Prashant Warier: Medical Imaging at Global Scale
Prashant Warier, founder and CEO of Qure.ai, has turned medical imaging into one of India's strongest AI export categories. Qure.ai's systems read and interpret X-rays, CT scans, and other medical images, supporting clinicians in tuberculosis screening, stroke detection, lung analysis, and emergency triage.
The company's global deployments show why healthcare AI is a high-impact frontier for India. If models can assist clinicians in hospitals with radiologist shortages, they can improve outcomes not only in India but across Africa, Southeast Asia, and Latin America.

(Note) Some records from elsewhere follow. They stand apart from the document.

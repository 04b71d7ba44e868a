//! Conversational bar lookup
//!
//! One-shot "which bars fit this request" helper: the user's free-text
//! message plus a one-line summary of every bar goes to the chat model,
//! which answers with matching record ids and a short reply. Ids that do
//! not exist in the store are dropped before anything is shown.

use crate::config::AppConfig;
use crate::models::BarRecord;
use crate::services::OpenAiClient;
use crate::store;
use anyhow::{Context, Result};
use serde::Deserialize;
use std::path::Path;
use tracing::warn;

/// A bar matched by the lookup.
#[derive(Debug, Clone, PartialEq, Eq)]
pub struct MatchedBar {
    pub id: String,
    pub name: String,
}

/// Outcome of one lookup: the model's reply plus the validated matches.
#[derive(Debug, Clone, PartialEq, Eq)]
pub struct AskOutcome {
    pub reply: String,
    pub matches: Vec<MatchedBar>,
}

/// The reply shape the model is asked for.
#[derive(Debug, Deserialize)]
struct MatchReply {
    #[serde(default)]
    ids: Vec<String>,
    #[serde(default)]
    reply: String,
}

const SYSTEM_PROMPT: &str = "You help people pick a bar in Stockholm. \
Given a request and the list of known bars, answer with a JSON object \
{\"ids\": [...], \"reply\": \"...\"} where ids are the ids of the bars \
that fit the request (possibly empty) and reply is one or two friendly \
sentences. Use only ids from the list.";

/// Run one conversational lookup against the store.
pub async fn run(config: &AppConfig, store_path: &Path, message: &str) -> Result<AskOutcome> {
    let api_key = config.require_openai_api_key()?;

    let records = store::load_store(store_path)
        .with_context(|| format!("failed to read store {}", store_path.display()))?;

    let client =
        OpenAiClient::new(api_key.to_string()).context("failed to build OpenAI client")?;

    let user_prompt = build_user_prompt(message, &records);
    let value = client
        .complete_json(SYSTEM_PROMPT, &user_prompt)
        .await
        .context("bar lookup request failed")?;

    let reply: MatchReply =
        serde_json::from_value(value).context("bar lookup reply had an unexpected shape")?;

    Ok(validate_reply(reply, &records))
}

/// One summary line per bar, in store order.
fn build_user_prompt(message: &str, records: &[BarRecord]) -> String {
    let mut prompt = format!("Request: {}\n\nBars:\n", message);
    for record in records {
        prompt.push_str(&summary_line(record));
        prompt.push('\n');
    }
    prompt
}

fn summary_line(record: &BarRecord) -> String {
    let mut line = format!("- {} | {}", record.id, record.name);

    if let Some(price) = record.price {
        line.push_str(&format!(" | beer {} SEK", price));
    }
    if record.has_dance_floor() {
        line.push_str(" | dance floor");
    }
    if let Some(tags) = &record.tags {
        if !tags.is_empty() {
            let joined = tags.iter().cloned().collect::<Vec<_>>().join(", ");
            line.push_str(&format!(" | tags: {}", joined));
        }
    }
    if let Some(moods) = &record.moods {
        if !moods.is_empty() {
            let joined = moods
                .iter()
                .map(|m| m.as_str())
                .collect::<Vec<_>>()
                .join(", ");
            line.push_str(&format!(" | moods: {}", joined));
        }
    }

    line
}

/// Keep only ids that exist in the store, in the order the model gave
/// them, without duplicates.
fn validate_reply(reply: MatchReply, records: &[BarRecord]) -> AskOutcome {
    let mut matches: Vec<MatchedBar> = Vec::new();

    for id in reply.ids {
        if matches.iter().any(|m| m.id == id) {
            continue;
        }
        match records.iter().find(|r| r.id == id) {
            Some(record) => matches.push(MatchedBar {
                id: record.id.clone(),
                name: record.name.clone(),
            }),
            None => warn!(id = %id, "Lookup reply named an unknown bar id"),
        }
    }

    AskOutcome {
        reply: reply.reply,
        matches,
    }
}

Prince Jain: Applied AI in Bengaluru
Prince Jain, founder and portfolio manager at Quantiti, CTO and partner at Maninfini Automation, and AI head at Adelev8, has built applied AI and automation systems that deploy machine learning, SaaS architecture, and custom LLM pipelines into live business operations from Bengaluru. His work spans quantitative finance, B2B enterprise tooling, CRM and ERP automation, and AI-driven workflows for ecommerce, textiles, pharma, and retail clients.
At the Asian Institute of Technology in Thailand, he worked on agriculture analytics research alongside the LLM pipelines, WhatsApp automation systems, and AI speech tools he has deployed for live business clients. That combination — academic research and production deployments — is what makes the applied layer of India's AI economy real: intelligence that reaches industries without the resources to build their own labs.
The Bigger Pattern
India's AI leadership is becoming layered. Krutrim and Sarvam are building sovereign models and infrastructure. Google DeepMind's India research leadership connects the country to frontier science. Niramai and Qure.ai demonstrate clinical AI at scale. A parallel layer of applied operators — integrators shipping automation and LLM workflows into mid-market companies — handles the deployment work that makes intelligence usable day to day.
The common thread is national scale. India needs AI systems that are multilingual, affordable, privacy-aware, and deployable across real-world conditions. These leaders are building that stack now.